*** Record set Section Begins ***

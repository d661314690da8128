//! The derived note index: one JSON array mirroring every note's front
//! matter plus its location on disk. The files stay the ground truth; the
//! index is rewritten wholesale on every mutation.

pub mod query;
pub mod reconcile;

use std::fs;
use std::path::Path;

use serde::{Deserialize, Serialize};

use crate::atomic_write_file;
use crate::error::{Error, Result};
use crate::frontmatter::types::{Lifecycle, NoteType};

/// One persisted index record. Field order here is the wire order; `id` is
/// the sequential index identifier (kept as a string on the wire), while
/// `note_id` is the stable note key.
#[derive(Debug, Clone, PartialEq, Serialize, Deserialize)]
pub struct Zettel {
    pub id: String,
    pub note_id: String,
    #[serde(default)]
    pub title: String,
    #[serde(default)]
    pub note_type: NoteType,
    #[serde(default)]
    pub tags: Vec<String>,
    #[serde(default)]
    pub task_status: String,
    #[serde(rename = "Links", default)]
    pub links: Vec<String>,
    #[serde(default)]
    pub created_at: String,
    #[serde(default)]
    pub updated_at: String,
    pub note_path: String,
    #[serde(flatten)]
    pub lifecycle: Lifecycle,
}

/// Load the whole index. A missing or empty file is an empty index.
pub fn load_index(path: &Path) -> Result<Vec<Zettel>> {
    if !path.exists() {
        return Ok(Vec::new());
    }
    let data = fs::read_to_string(path)
        .map_err(|e| Error::io(format!("failed to read index {}", path.display()), e))?;
    if data.trim().is_empty() {
        return Ok(Vec::new());
    }
    Ok(serde_json::from_str(&data)?)
}

/// Persist the whole index: pretty-printed, atomically replacing the old
/// file.
pub fn save_index(path: &Path, zettels: &[Zettel]) -> Result<()> {
    let json = serde_json::to_string_pretty(zettels)?;
    atomic_write_file(path, json.as_bytes())?;
    log::info!("Saved index with {} records to {}", zettels.len(), path.display());
    Ok(())
}

/// Highest numeric identifier in use; non-numeric identifiers are ignored.
pub(crate) fn max_numeric_id(zettels: &[Zettel]) -> u64 {
    zettels
        .iter()
        .filter_map(|zettel| zettel.id.parse::<u64>().ok())
        .max()
        .unwrap_or(0)
}

/// Next sequential identifier. Identifiers only grow, so removing records
/// never causes reuse.
pub fn next_id(zettels: &[Zettel]) -> String {
    (max_numeric_id(zettels) + 1).to_string()
}

/// Append a record to the index with the next identifier assigned,
/// returning the stored record.
pub fn insert_zettel(path: &Path, mut zettel: Zettel) -> Result<Zettel> {
    let mut zettels = load_index(path)?;
    zettel.id = next_id(&zettels);
    zettels.push(zettel.clone());
    save_index(path, &zettels)?;
    Ok(zettel)
}

/// Locate a record by index identifier or note key.
pub fn resolve(zettels: &[Zettel], key: &str) -> Result<usize> {
    let needle = key.trim();
    zettels
        .iter()
        .position(|zettel| zettel.id == needle || zettel.note_id == needle)
        .ok_or_else(|| Error::NotFound(needle.to_string()))
}

#[cfg(test)]
mod tests {
    use super::*;
    use tempfile::TempDir;

    fn sample_zettel(id: &str, note_id: &str) -> Zettel {
        Zettel {
            id: id.to_string(),
            note_id: note_id.to_string(),
            title: "Sample".to_string(),
            note_type: NoteType::Permanent,
            tags: vec!["learning".to_string()],
            task_status: String::new(),
            links: Vec::new(),
            created_at: "2024-01-01 12:00:00".to_string(),
            updated_at: "2024-01-01 12:00:00".to_string(),
            note_path: format!("/notes/{}.md", note_id),
            lifecycle: Lifecycle::Active,
        }
    }

    #[test]
    fn test_load_missing_index_is_empty() {
        let dir = TempDir::new().unwrap();
        let zettels = load_index(&dir.path().join("zettel.json")).unwrap();
        assert!(zettels.is_empty());
    }

    #[test]
    fn test_load_empty_file_is_empty() {
        let dir = TempDir::new().unwrap();
        let path = dir.path().join("zettel.json");
        fs::write(&path, "").unwrap();
        assert!(load_index(&path).unwrap().is_empty());

        fs::write(&path, "  \n").unwrap();
        assert!(load_index(&path).unwrap().is_empty());
    }

    #[test]
    fn test_save_and_load_round_trip() {
        let dir = TempDir::new().unwrap();
        let path = dir.path().join("zettel.json");
        let zettels = vec![
            sample_zettel("1", "20240101120000"),
            sample_zettel("2", "20240101130000"),
        ];

        save_index(&path, &zettels).unwrap();
        let loaded = load_index(&path).unwrap();
        assert_eq!(loaded, zettels);
    }

    #[test]
    fn test_wire_format_key_order_and_names() {
        let json = serde_json::to_string_pretty(&[sample_zettel("1", "20240101120000")]).unwrap();

        // links is capitalized on the wire, id stays a JSON string
        assert!(json.contains("\"Links\": []"));
        assert!(json.contains("\"id\": \"1\""));
        assert!(json.contains("  {"));

        let key_positions: Vec<usize> = [
            "\"id\"",
            "\"note_id\"",
            "\"title\"",
            "\"note_type\"",
            "\"tags\"",
            "\"task_status\"",
            "\"Links\"",
            "\"created_at\"",
            "\"updated_at\"",
            "\"note_path\"",
            "\"archived\"",
            "\"deleted\"",
        ]
        .iter()
        .map(|key| json.find(key).unwrap_or_else(|| panic!("missing key {}", key)))
        .collect();

        for pair in key_positions.windows(2) {
            assert!(pair[0] < pair[1], "keys out of wire order in {}", json);
        }
    }

    #[test]
    fn test_wire_format_round_trip() {
        let json = r#"[
  {
    "id": "3",
    "note_id": "20240101120000",
    "title": "Loaded",
    "note_type": "task",
    "tags": ["project:alpha"],
    "task_status": "In progress",
    "Links": ["20231201080000"],
    "created_at": "2024-01-01 12:00:00",
    "updated_at": "2024-01-02 08:00:00",
    "note_path": "/notes/20240101120000.md",
    "archived": false,
    "deleted": false
  }
]"#;
        let zettels: Vec<Zettel> = serde_json::from_str(json).unwrap();
        assert_eq!(zettels.len(), 1);
        assert_eq!(zettels[0].note_type, NoteType::Task);
        assert_eq!(zettels[0].links, vec!["20231201080000"]);
        assert_eq!(zettels[0].lifecycle, Lifecycle::Active);
    }

    #[test]
    fn test_next_id_skips_gaps_without_reuse() {
        let zettels = vec![sample_zettel("1", "a"), sample_zettel("5", "b")];
        assert_eq!(next_id(&zettels), "6");
        assert_eq!(next_id(&[]), "1");
    }

    #[test]
    fn test_insert_assigns_sequential_ids() {
        let dir = TempDir::new().unwrap();
        let path = dir.path().join("zettel.json");

        let first = insert_zettel(&path, sample_zettel("", "20240101120000")).unwrap();
        assert_eq!(first.id, "1");
        let second = insert_zettel(&path, sample_zettel("", "20240101130000")).unwrap();
        assert_eq!(second.id, "2");

        let loaded = load_index(&path).unwrap();
        assert_eq!(loaded.len(), 2);
        assert_eq!(loaded[1].id, "2");
    }

    #[test]
    fn test_resolve_by_id_or_note_key() {
        let zettels = vec![
            sample_zettel("1", "20240101120000"),
            sample_zettel("2", "20240101130000"),
        ];

        assert_eq!(resolve(&zettels, "2").unwrap(), 1);
        assert_eq!(resolve(&zettels, "20240101120000").unwrap(), 0);
        assert_eq!(resolve(&zettels, " 1 ").unwrap(), 0);
        assert!(matches!(resolve(&zettels, "9"), Err(Error::NotFound(_))));
    }
}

*** Record set Section Ends ***

■ What is expected
Find the lines in the records that include the string "crate", and reply with how many there are, nothing more.

■ Result for this task
4